Temporada otoño-invierno 13


Esto de escribir sobre los sanfermines cuando el otoño acaba de asomarse por la puerta con un oriller marrón, me hace sentirme un poco fuera de lugar, la verdad. Es como volver rezagado a casa un quince de julio por la tarde, con la ropa blanca hecha un zarrio, trastabillándote en las zancadillas que te ponen tus propias ojeras, mientras sientes todas las miradas que se posan sobre ti como moscas del sueño y zumban en tu oído: “Golfo, borracho, a trabajar te ponía yo…”.

Este año Pamplona se olvidó antes que nunca de su canita al aire de cada mes de julio y el día 15,  el día-más-triste-del-año,  de par de mañana ya andaba echando en el cogote de quienes aguantaron hasta el encierro de la villavesa su aliento con olor a confesionario, a regaliz de palo y a orinal sucio debajo de la cama, preparado para una siesta que durará doce meses.

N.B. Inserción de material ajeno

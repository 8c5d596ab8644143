//! Configuration for the client.

use rand::Rng;
use std::fmt;
use std::path::PathBuf;
use std::time::Duration;

/// Default service base URL.
pub const DEFAULT_BASE_URL: &str = "https://www.anylist.com/";
/// Default live channel URL.
pub const DEFAULT_SOCKET_URL: &str = "wss://www.anylist.com/data/add-user-listener";
/// API version sent with every request.
pub const DEFAULT_API_VERSION: &str = "3";

/// Configuration for a client session.
#[derive(Clone)]
pub struct ClientConfig {
    /// Account email.
    pub email: String,
    /// Account password. Also the secret the credentials file is sealed with.
    pub password: String,
    /// Service base URL.
    pub base_url: String,
    /// Live channel URL.
    pub socket_url: String,
    /// API version header value.
    pub api_version: String,
    /// Where to persist credentials. `None` disables persistence.
    pub credentials_file: Option<PathBuf>,
    /// Keepalive period of the live channel.
    pub heartbeat_interval: Duration,
    /// Reconnect policy of the live channel.
    pub reconnect: RetryConfig,
}

impl ClientConfig {
    /// Creates a configuration for an account.
    pub fn new(email: impl Into<String>, password: impl Into<String>) -> Self {
        Self {
            email: email.into(),
            password: password.into(),
            base_url: DEFAULT_BASE_URL.to_string(),
            socket_url: DEFAULT_SOCKET_URL.to_string(),
            api_version: DEFAULT_API_VERSION.to_string(),
            credentials_file: None,
            heartbeat_interval: Duration::from_secs(5),
            reconnect: RetryConfig::default(),
        }
    }

    /// Sets the service base URL.
    pub fn with_base_url(mut self, url: impl Into<String>) -> Self {
        self.base_url = url.into();
        self
    }

    /// Sets the live channel URL.
    pub fn with_socket_url(mut self, url: impl Into<String>) -> Self {
        self.socket_url = url.into();
        self
    }

    /// Sets the API version header value.
    pub fn with_api_version(mut self, version: impl Into<String>) -> Self {
        self.api_version = version.into();
        self
    }

    /// Enables credential persistence at a path.
    pub fn with_credentials_file(mut self, path: impl Into<PathBuf>) -> Self {
        self.credentials_file = Some(path.into());
        self
    }

    /// Sets the keepalive period.
    pub fn with_heartbeat_interval(mut self, interval: Duration) -> Self {
        self.heartbeat_interval = interval;
        self
    }

    /// Sets the reconnect policy.
    pub fn with_reconnect(mut self, reconnect: RetryConfig) -> Self {
        self.reconnect = reconnect;
        self
    }

    /// Returns the absolute URL of a service path.
    pub fn url_for(&self, path: &str) -> String {
        format!(
            "{}/{}",
            self.base_url.trim_end_matches('/'),
            path.trim_start_matches('/')
        )
    }

    /// Returns the live channel settings.
    pub fn channel_config(&self) -> ChannelConfig {
        ChannelConfig {
            url: self.socket_url.clone(),
            heartbeat_interval: self.heartbeat_interval,
            reconnect: self.reconnect.clone(),
        }
    }
}

impl fmt::Debug for ClientConfig {
    fn fmt(&self, f: &mut fmt::Formatter<'_>) -> fmt::Result {
        f.debug_struct("ClientConfig")
            .field("email", &self.email)
            .field("password", &"[REDACTED]")
            .field("base_url", &self.base_url)
            .field("socket_url", &self.socket_url)
            .field("api_version", &self.api_version)
            .field("credentials_file", &self.credentials_file)
            .field("heartbeat_interval", &self.heartbeat_interval)
            .field("reconnect", &self.reconnect)
            .finish()
    }
}

/// Settings of the live channel.
#[derive(Debug, Clone)]
pub struct ChannelConfig {
    /// Channel URL.
    pub url: String,
    /// Keepalive period.
    pub heartbeat_interval: Duration,
    /// Reconnect policy.
    pub reconnect: RetryConfig,
}

/// Configuration for retry behavior.
#[derive(Debug, Clone)]
pub struct RetryConfig {
    /// Maximum number of consecutive failed attempts before giving up.
    pub max_attempts: u32,
    /// Initial delay between retries.
    pub initial_delay: Duration,
    /// Maximum delay between retries.
    pub max_delay: Duration,
    /// Multiplier for exponential backoff.
    pub backoff_multiplier: f64,
    /// Whether to add jitter to delays.
    pub add_jitter: bool,
}

impl RetryConfig {
    /// Creates a new retry configuration.
    pub fn new(max_attempts: u32) -> Self {
        Self {
            max_attempts,
            initial_delay: Duration::from_millis(500),
            max_delay: Duration::from_secs(30),
            backoff_multiplier: 2.0,
            add_jitter: true,
        }
    }

    /// Creates a configuration that never retries.
    pub fn no_retry() -> Self {
        Self {
            max_attempts: 0,
            initial_delay: Duration::ZERO,
            max_delay: Duration::ZERO,
            backoff_multiplier: 1.0,
            add_jitter: false,
        }
    }

    /// Sets the initial delay.
    pub fn with_initial_delay(mut self, delay: Duration) -> Self {
        self.initial_delay = delay;
        self
    }

    /// Sets the maximum delay.
    pub fn with_max_delay(mut self, delay: Duration) -> Self {
        self.max_delay = delay;
        self
    }

    /// Sets the backoff multiplier.
    pub fn with_backoff_multiplier(mut self, multiplier: f64) -> Self {
        self.backoff_multiplier = multiplier;
        self
    }

    /// Enables or disables jitter.
    pub fn with_jitter(mut self, add_jitter: bool) -> Self {
        self.add_jitter = add_jitter;
        self
    }

    /// Calculates the delay for a given attempt (0-indexed).
    pub fn delay_for_attempt(&self, attempt: u32) -> Duration {
        if attempt == 0 {
            return Duration::ZERO;
        }

        let base_delay = self.initial_delay.as_secs_f64()
            * self.backoff_multiplier.powi(attempt.saturating_sub(1) as i32);

        let delay_secs = base_delay.min(self.max_delay.as_secs_f64());

        if self.add_jitter {
            // Up to 25% jitter
            let jitter = delay_secs * 0.25 * rand::thread_rng().gen::<f64>();
            Duration::from_secs_f64(delay_secs + jitter)
        } else {
            Duration::from_secs_f64(delay_secs)
        }
    }
}

impl Default for RetryConfig {
    fn default() -> Self {
        Self::new(2)
    }
}
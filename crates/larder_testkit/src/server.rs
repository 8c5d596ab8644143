//! In-memory fake of the list and recipe service.
//!
//! `FakeServer` implements [`HttpTransport`], so a real `Client` can run
//! against it. It issues signed tokens, rotates refresh tokens on use,
//! serves the user data snapshot and applies submitted operations to it.
//!
//! Knobs for exercising failure paths:
//! - [`expire_access_tokens`](FakeServer::expire_access_tokens)
//! - [`revoke_refresh_tokens`](FakeServer::revoke_refresh_tokens)
//! - [`reject_batches`](FakeServer::reject_batches)
//! - [`with_latency`](FakeServer::with_latency)

use crate::auth::{TokenClaims, TokenIssuer, TokenKind};
use crate::error::{ServerError, ServerResult};
use crate::fixtures::{EMAIL, PASSWORD, USER_ID};
use async_trait::async_trait;
use larder_client::{
    HttpRequest, HttpResponse, HttpTransport, TransportResult, AUTH_REFRESH_PATH,
    AUTH_TOKEN_PATH, CLIENT_ID_HEADER, USER_DATA_PATH,
};
use larder_protocol::wire::{WireList, WireListItem};
use larder_protocol::{CborCodec, Endpoint, HandlerId, UserDataResponse, WireCodec, WireOperation};
use parking_lot::Mutex;
use std::collections::HashSet;
use std::sync::atomic::{AtomicUsize, Ordering};
use std::time::Duration;
use tracing::debug;

/// Base URL clients should be configured with.
pub const FAKE_BASE_URL: &str = "http://larder.test/";

/// Socket URL clients should be configured with.
pub const FAKE_SOCKET_URL: &str = "ws://larder.test/data/add-user-listener";

/// A submitted batch as the server saw it.
#[derive(Debug, Clone, PartialEq)]
pub struct RecordedBatch {
    /// Endpoint path the batch was posted to.
    pub path: String,
    /// Decoded operations in submission order.
    pub operations: Vec<WireOperation>,
    /// Whether the server applied the batch.
    pub accepted: bool,
}

impl RecordedBatch {
    /// Handler names in submission order.
    pub fn handlers(&self) -> Vec<&str> {
        self.operations
            .iter()
            .map(|op| op.metadata.handler_id.as_str())
            .collect()
    }
}

struct ServerState {
    data: UserDataResponse,
    refresh_tokens: HashSet<String>,
    access_floor: u64,
    batch_status: Option<u16>,
    batches: Vec<RecordedBatch>,
    client_ids: Vec<String>,
}

/// In-memory service double.
pub struct FakeServer {
    email: String,
    password: String,
    user_id: String,
    issuer: TokenIssuer,
    codec: CborCodec,
    latency: Duration,
    state: Mutex<ServerState>,
    token_fetches: AtomicUsize,
    refreshes: AtomicUsize,
    user_data_fetches: AtomicUsize,
}
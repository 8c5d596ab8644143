//! Cached account graph.

use crate::error::ClientResult;
use crate::session::Session;
use crate::transport::RequestBody;
use larder_core::Snapshot;
use larder_protocol::WireCodec;
use parking_lot::RwLock;
use std::sync::atomic::{AtomicU64, Ordering};
use std::sync::Arc;
use tracing::debug;

/// Path of the user data fetch.
pub const USER_DATA_PATH: &str = "data/user-data/get";

/// Fetches and caches the account's [`Snapshot`].
pub struct EntityGraph {
    session: Arc<Session>,
    codec: Arc<dyn WireCodec>,
    cache: RwLock<Option<Arc<Snapshot>>>,
    fetches: AtomicU64,
}

impl EntityGraph {
    /// Creates an empty graph.
    pub fn new(session: Arc<Session>, codec: Arc<dyn WireCodec>) -> Self {
        Self {
            session,
            codec,
            cache: RwLock::new(None),
            fetches: AtomicU64::new(0),
        }
    }

    /// Returns the cached snapshot, fetching when there is none or when
    /// `force_refresh` is set.
    pub async fn load_snapshot(&self, force_refresh: bool) -> ClientResult<Arc<Snapshot>> {
        if !force_refresh {
            if let Some(snapshot) = self.cached() {
                return Ok(snapshot);
            }
        }

        let response = self
            .session
            .authenticated_request(USER_DATA_PATH, RequestBody::Empty)
            .await?;
        let data = self.codec.decode_user_data(&response.body)?;
        self.fetches.fetch_add(1, Ordering::SeqCst);

        let snapshot = Arc::new(Snapshot::from_wire(&data));
        if let Some(user_id) = snapshot.user_id() {
            self.session.learn_user_id(user_id);
        }
        debug!(
            lists = snapshot.lists().len(),
            recipes = snapshot.recipes().len(),
            events = snapshot.calendar_events().len(),
            "loaded user data"
        );

        *self.cache.write() = Some(Arc::clone(&snapshot));
        Ok(snapshot)
    }

    /// Returns the cached snapshot without fetching.
    pub fn cached(&self) -> Option<Arc<Snapshot>> {
        self.cache.read().clone()
    }

    /// Number of user data fetches performed.
    pub fn fetch_count(&self) -> u64 {
        self.fetches.load(Ordering::SeqCst)
    }

    /// Applies an accepted change to the cached snapshot, if any.
    ///
    /// Snapshots already handed out keep their contents.
    pub(crate) fn apply<F>(&self, f: F)
    where
        F: FnOnce(&mut Snapshot),
    {
        let mut cache = self.cache.write();
        if let Some(snapshot) = cache.as_mut() {
            f(Arc::make_mut(snapshot));
        }
    }

    /// Returns the session requests go through.
    pub fn session(&self) -> &Arc<Session> {
        &self.session
    }
}

impl std::fmt::Debug for EntityGraph {
    fn fmt(&self, f: &mut std::fmt::Formatter<'_>) -> std::fmt::Result {
        f.debug_struct("EntityGraph")
            .field("cached", &self.cache.read().is_some())
            .field("fetches", &self.fetch_count())
            .finish_non_exhaustive()
    }
}
//! Operations submitted to the service.
//!
//! An `Operation` is one discrete change: a handler name, the ids of the
//! entities it targets and an optional payload. The server applies the
//! operations of a batch in order.

use crate::error::ProtocolError;
use crate::wire::{
    WireCalendarEvent, WireListItem, WireOperation, WireOperationMetadata, WireRecipe,
    WireRecipeCollection,
};
use std::fmt;
use std::str::FromStr;
use uuid::Uuid;

/// Update endpoint a batch is posted to.
#[derive(Debug, Clone, Copy, PartialEq, Eq, Hash)]
pub enum Endpoint {
    /// Lists and list items.
    ShoppingLists,
    /// Recipes and recipe collections.
    RecipeData,
    /// Meal-planning calendar events.
    MealPlanningCalendar,
}

impl Endpoint {
    /// Returns the path relative to the service base URL.
    pub fn path(&self) -> &'static str {
        match self {
            Endpoint::ShoppingLists => "data/shopping-lists/update",
            Endpoint::RecipeData => "data/user-recipe-data/update",
            Endpoint::MealPlanningCalendar => "data/meal-planning-calendar/update",
        }
    }
}

impl fmt::Display for Endpoint {
    fn fmt(&self, f: &mut fmt::Formatter<'_>) -> fmt::Result {
        f.write_str(self.path())
    }
}

/// Server-side handler that applies an operation.
#[derive(Debug, Clone, Copy, PartialEq, Eq, Hash)]
pub enum HandlerId {
    /// Rename a list item.
    SetListItemName,
    /// Change a list item's quantity.
    SetListItemQuantity,
    /// Change a list item's details.
    SetListItemDetails,
    /// Check or uncheck a list item.
    SetListItemChecked,
    /// Move a list item to another category group.
    SetListItemCategoryMatchId,
    /// Reorder a list item.
    SetListItemSortOrder,
    /// Add an item to a list.
    AddShoppingListItem,
    /// Remove an item from a list.
    RemoveShoppingListItem,
    /// Uncheck every item of a list.
    UncheckAll,
    /// Create or replace a recipe.
    SaveRecipe,
    /// Delete a recipe.
    RemoveRecipe,
    /// Create a recipe collection.
    NewRecipeCollection,
    /// Delete a recipe collection.
    RemoveRecipeCollection,
    /// Add recipes to a collection.
    AddRecipesToCollection,
    /// Remove recipes from a collection.
    RemoveRecipesFromCollection,
    /// Create a calendar event.
    NewEvent,
    /// Replace a calendar event.
    SaveEvent,
    /// Delete a calendar event.
    DeleteEvent,
}

impl HandlerId {
    /// Every handler, in declaration order.
    pub const ALL: [HandlerId; 18] = [
        HandlerId::SetListItemName,
        HandlerId::SetListItemQuantity,
        HandlerId::SetListItemDetails,
        HandlerId::SetListItemChecked,
        HandlerId::SetListItemCategoryMatchId,
        HandlerId::SetListItemSortOrder,
        HandlerId::AddShoppingListItem,
        HandlerId::RemoveShoppingListItem,
        HandlerId::UncheckAll,
        HandlerId::SaveRecipe,
        HandlerId::RemoveRecipe,
        HandlerId::NewRecipeCollection,
        HandlerId::RemoveRecipeCollection,
        HandlerId::AddRecipesToCollection,
        HandlerId::RemoveRecipesFromCollection,
        HandlerId::NewEvent,
        HandlerId::SaveEvent,
        HandlerId::DeleteEvent,
    ];

    /// Returns the handler name used on the wire.
    pub fn as_str(&self) -> &'static str {
        match self {
            HandlerId::SetListItemName => "set-list-item-name",
            HandlerId::SetListItemQuantity => "set-list-item-quantity",
            HandlerId::SetListItemDetails => "set-list-item-details",
            HandlerId::SetListItemChecked => "set-list-item-checked",
            HandlerId::SetListItemCategoryMatchId => "set-list-item-category-match-id",
            HandlerId::SetListItemSortOrder => "set-list-item-sort-order",
            HandlerId::AddShoppingListItem => "add-shopping-list-item",
            HandlerId::RemoveShoppingListItem => "remove-shopping-list-item",
            HandlerId::UncheckAll => "uncheck-all",
            HandlerId::SaveRecipe => "save-recipe",
            HandlerId::RemoveRecipe => "remove-recipe",
            HandlerId::NewRecipeCollection => "new-recipe-collection",
            HandlerId::RemoveRecipeCollection => "remove-recipe-collection",
            HandlerId::AddRecipesToCollection => "add-recipes-to-collection",
            HandlerId::RemoveRecipesFromCollection => "remove-recipes-from-collection",
            HandlerId::NewEvent => "new-event",
            HandlerId::SaveEvent => "save-event",
            HandlerId::DeleteEvent => "delete-event",
        }
    }

    /// Returns the endpoint this handler is served on.
    pub fn endpoint(&self) -> Endpoint {
        match self {
            HandlerId::SetListItemName
            | HandlerId::SetListItemQuantity
            | HandlerId::SetListItemDetails
            | HandlerId::SetListItemChecked
            | HandlerId::SetListItemCategoryMatchId
            | HandlerId::SetListItemSortOrder
            | HandlerId::AddShoppingListItem
            | HandlerId::RemoveShoppingListItem
            | HandlerId::UncheckAll => Endpoint::ShoppingLists,
            HandlerId::SaveRecipe
            | HandlerId::RemoveRecipe
            | HandlerId::NewRecipeCollection
            | HandlerId::RemoveRecipeCollection
            | HandlerId::AddRecipesToCollection
            | HandlerId::RemoveRecipesFromCollection => Endpoint::RecipeData,
            HandlerId::NewEvent | HandlerId::SaveEvent | HandlerId::DeleteEvent => {
                Endpoint::MealPlanningCalendar
            }
        }
    }
}

impl fmt::Display for HandlerId {
    fn fmt(&self, f: &mut fmt::Formatter<'_>) -> fmt::Result {
        f.write_str(self.as_str())
    }
}

impl FromStr for HandlerId {
    type Err = ProtocolError;

    fn from_str(s: &str) -> Result<Self, Self::Err> {
        HandlerId::ALL
            .iter()
            .copied()
            .find(|handler| handler.as_str() == s)
            .ok_or_else(|| ProtocolError::UnknownHandler(s.to_string()))
    }
}

/// A single field value carried by a field-level operation.
#[derive(Debug, Clone, PartialEq, Eq)]
pub enum FieldValue {
    /// Free text.
    Text(String),
    /// Boolean flag.
    Flag(bool),
    /// Integer.
    Integer(i64),
}

impl FieldValue {
    /// Normalizes the value to the string the server expects.
    ///
    /// Flags become `"y"` or `"n"`, integers their decimal form.
    pub fn to_wire(&self) -> String {
        match self {
            FieldValue::Text(text) => text.clone(),
            FieldValue::Flag(true) => "y".to_string(),
            FieldValue::Flag(false) => "n".to_string(),
            FieldValue::Integer(n) => n.to_string(),
        }
    }
}

impl From<&str> for FieldValue {
    fn from(value: &str) -> Self {
        FieldValue::Text(value.to_string())
    }
}

impl From<String> for FieldValue {
    fn from(value: String) -> Self {
        FieldValue::Text(value)
    }
}

impl From<bool> for FieldValue {
    fn from(value: bool) -> Self {
        FieldValue::Flag(value)
    }
}

impl From<i64> for FieldValue {
    fn from(value: i64) -> Self {
        FieldValue::Integer(value)
    }
}

/// Metadata every operation carries.
#[derive(Debug, Clone, PartialEq)]
pub struct OperationMetadata {
    /// Fresh random id, 32 lowercase hex characters.
    pub operation_id: String,
    /// Handler that applies the operation.
    pub handler: HandlerId,
    /// Acting user, when known.
    pub user_id: Option<String>,
}

impl OperationMetadata {
    /// Creates metadata with a freshly generated operation id.
    pub fn new(handler: HandlerId, user_id: Option<String>) -> Self {
        Self {
            operation_id: Uuid::new_v4().simple().to_string(),
            handler,
            user_id,
        }
    }
}

/// Ids of the entities an operation applies to.
#[derive(Debug, Clone, Default, PartialEq)]
pub struct OperationTarget {
    /// Target list.
    pub list_id: Option<String>,
    /// Target list item.
    pub list_item_id: Option<String>,
    /// Recipe data container.
    pub recipe_data_id: Option<String>,
    /// Recipes affected by a collection change.
    pub recipe_ids: Vec<String>,
    /// Target calendar.
    pub calendar_id: Option<String>,
    /// Target calendar event.
    pub event_id: Option<String>,
}

impl OperationTarget {
    /// Targets a whole list.
    pub fn list(list_id: impl Into<String>) -> Self {
        Self {
            list_id: Some(list_id.into()),
            ..Default::default()
        }
    }

    /// Targets one item of a list.
    pub fn list_item(list_id: impl Into<String>, item_id: impl Into<String>) -> Self {
        Self {
            list_id: Some(list_id.into()),
            list_item_id: Some(item_id.into()),
            ..Default::default()
        }
    }

    /// Targets the recipe data container.
    pub fn recipe_data(recipe_data_id: impl Into<String>) -> Self {
        Self {
            recipe_data_id: Some(recipe_data_id.into()),
            ..Default::default()
        }
    }

    /// Targets one event of a calendar.
    pub fn calendar_event(calendar_id: impl Into<String>, event_id: impl Into<String>) -> Self {
        Self {
            calendar_id: Some(calendar_id.into()),
            event_id: Some(event_id.into()),
            ..Default::default()
        }
    }

    /// Adds recipe ids to the target.
    pub fn with_recipe_ids(mut self, recipe_ids: Vec<String>) -> Self {
        self.recipe_ids = recipe_ids;
        self
    }
}

/// Data carried by an operation.
#[derive(Debug, Clone, PartialEq, Default)]
pub enum OperationPayload {
    /// No payload.
    #[default]
    None,
    /// A single field value.
    Value(FieldValue),
    /// A whole list item.
    ListItem(WireListItem),
    /// A whole recipe.
    Recipe(WireRecipe),
    /// A whole recipe collection.
    RecipeCollection(WireRecipeCollection),
    /// A whole calendar event.
    CalendarEvent(WireCalendarEvent),
}

/// One discrete, replayable change.
#[derive(Debug, Clone, PartialEq)]
pub struct Operation {
    /// Operation metadata.
    pub metadata: OperationMetadata,
    /// Target ids.
    pub target: OperationTarget,
    /// Payload.
    pub payload: OperationPayload,
}

impl Operation {
    /// Creates an operation with fresh metadata.
    pub fn new(
        handler: HandlerId,
        user_id: Option<String>,
        target: OperationTarget,
        payload: OperationPayload,
    ) -> Self {
        Self {
            metadata: OperationMetadata::new(handler, user_id),
            target,
            payload,
        }
    }

    /// Returns the handler.
    pub fn handler(&self) -> HandlerId {
        self.metadata.handler
    }

    /// Returns the endpoint the operation must be posted to.
    pub fn endpoint(&self) -> Endpoint {
        self.metadata.handler.endpoint()
    }

    /// Converts to the wire record, normalizing field values.
    pub fn to_wire(&self) -> WireOperation {
        let mut wire = WireOperation {
            metadata: WireOperationMetadata {
                operation_id: self.metadata.operation_id.clone(),
                handler_id: self.metadata.handler.as_str().to_string(),
                user_id: self.metadata.user_id.clone(),
            },
            list_id: self.target.list_id.clone(),
            list_item_id: self.target.list_item_id.clone(),
            recipe_data_id: self.target.recipe_data_id.clone(),
            recipe_ids: self.target.recipe_ids.clone(),
            calendar_id: self.target.calendar_id.clone(),
            event_id: self.target.event_id.clone(),
            ..Default::default()
        };

        match &self.payload {
            OperationPayload::None => {}
            OperationPayload::Value(value) => wire.updated_value = Some(value.to_wire()),
            OperationPayload::ListItem(item) => wire.list_item = Some(item.clone()),
            OperationPayload::Recipe(recipe) => wire.recipe = Some(recipe.clone()),
            OperationPayload::RecipeCollection(collection) => {
                wire.recipe_collection = Some(collection.clone())
            }
            OperationPayload::CalendarEvent(event) => wire.calendar_event = Some(event.clone()),
        }

        wire
    }
}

Pero bueno, yo tampoco puedo hablar mucho. Por lo general, me dan un poco de grima los que se visten de blanco fuera de temporada. Ir con el pañuelico a ver a Osasuna o a AC/DC (eso a mí me ha tocado verlo, y lo que es peor, Brian Johnson se anudó al cuello uno de esos pañuelicos ) me parece una julada, no sé que opinará Josemi Rodríguez Sieiro. Claro que lo mío es un trauma infantil: cuando tenía cinco o seis años mi madre nos llevó a mí y a mis hermanos a un concurso de disfraces vestidos de pamplonicas. ¿Qué tipo de disfraz es ese, mamá? Aparte de que se notó demasiado que nos habías apuntado a última hora, el traje de sanferminero no es un disfraz, es una segunda piel, que se cae el 14 de julio y no vuelve a salir hasta el día 6 del año siguiente, por lo general tirando de la sisa. Y nadie va a un concurso de disfraces en pelotas, mamá. ¿Por qué tuvimos que soportar aquello, que nos confundieran con un grupo de joteros infantiles? (“Las actuaciones son luego, chicos”, dijo el presentador del acto, mientras desfilábamos por la pasarela). ¿Fue todo aquello necesario, mamá?…

Solo lo he pasado peor vestido de blanco en otra ocasión, con el agravante de que esta vez sucedió durante los propios sanfermines. Fue hace un montón de años, cuando yo era joven, no digo más. Las barracas políticas (fue hace tanto que hasta había barracas políticas) habían organizado un concierto de ruido el día 14. Tenían que hacer mucho ruido, porque el ayuntamiento, a su vez, había montado otro concierto a la misma hora y a solo cincuenta metros de distancia: aquel año las barracas políticas estaban en el tramo final de la Avenida del Ejército y el concierto del ayuntamiento se hizo en Antoniutti. Así que estaban los dos escenarios pegaditos, y todo aquello lleno de punkis: el consistorio había decidido echar aquel pulso poniéndose también una pulsera de pinchos, y si en el concierto de las barracas políticas tocaban Tijuana in blue y Cicatriz, en el del ayunta lo hacían Eskorbuto y MCD (lo nunca visto, el ayuntamiento de Pamplona contratando a un grupo que se llamaba Me Cago en Dios y la txozna de las Gestoras en la Avenida del Ejército). El caso es que yo aquel día salí de casa, como los anteriores, todo vestidico de blanco, y para mi sorpresa me encontré a mis amigos maqueados con vaqueros rotos, pantalones escoceses, camisetas negras… Mis amigos eran unos falsos, unos renegados, pero tenían mejor ojo, más instinto de supervivencia que yo, que en medio de aquella marea negra, de olas encrestadas y katxis navegando de mano en mano, me sentí un náufrago con mi faja y mi pañuelico rojo. Hubiera pasado más desapercibido y recibido menos ahogadillas con la mirada si llevara puesta una camiseta de Ramoncín (de hecho, en aquella época y en aquel lugar podía haberla llevado sin ningún problema).

De blanco y rojo, en definitiva, queridos amigos, solo hay que vestirse en sanfermines menos los días que toque Eskorbuto; o como mucho, para escribir la columna, a ver si así la próxima estamos más inspirados, más en situación,  y conseguimos interrumpir la siesta, espantar unos cuantos moscardones y que el señor con el oriller marrón pase de una vez y la piel empiece a mudar.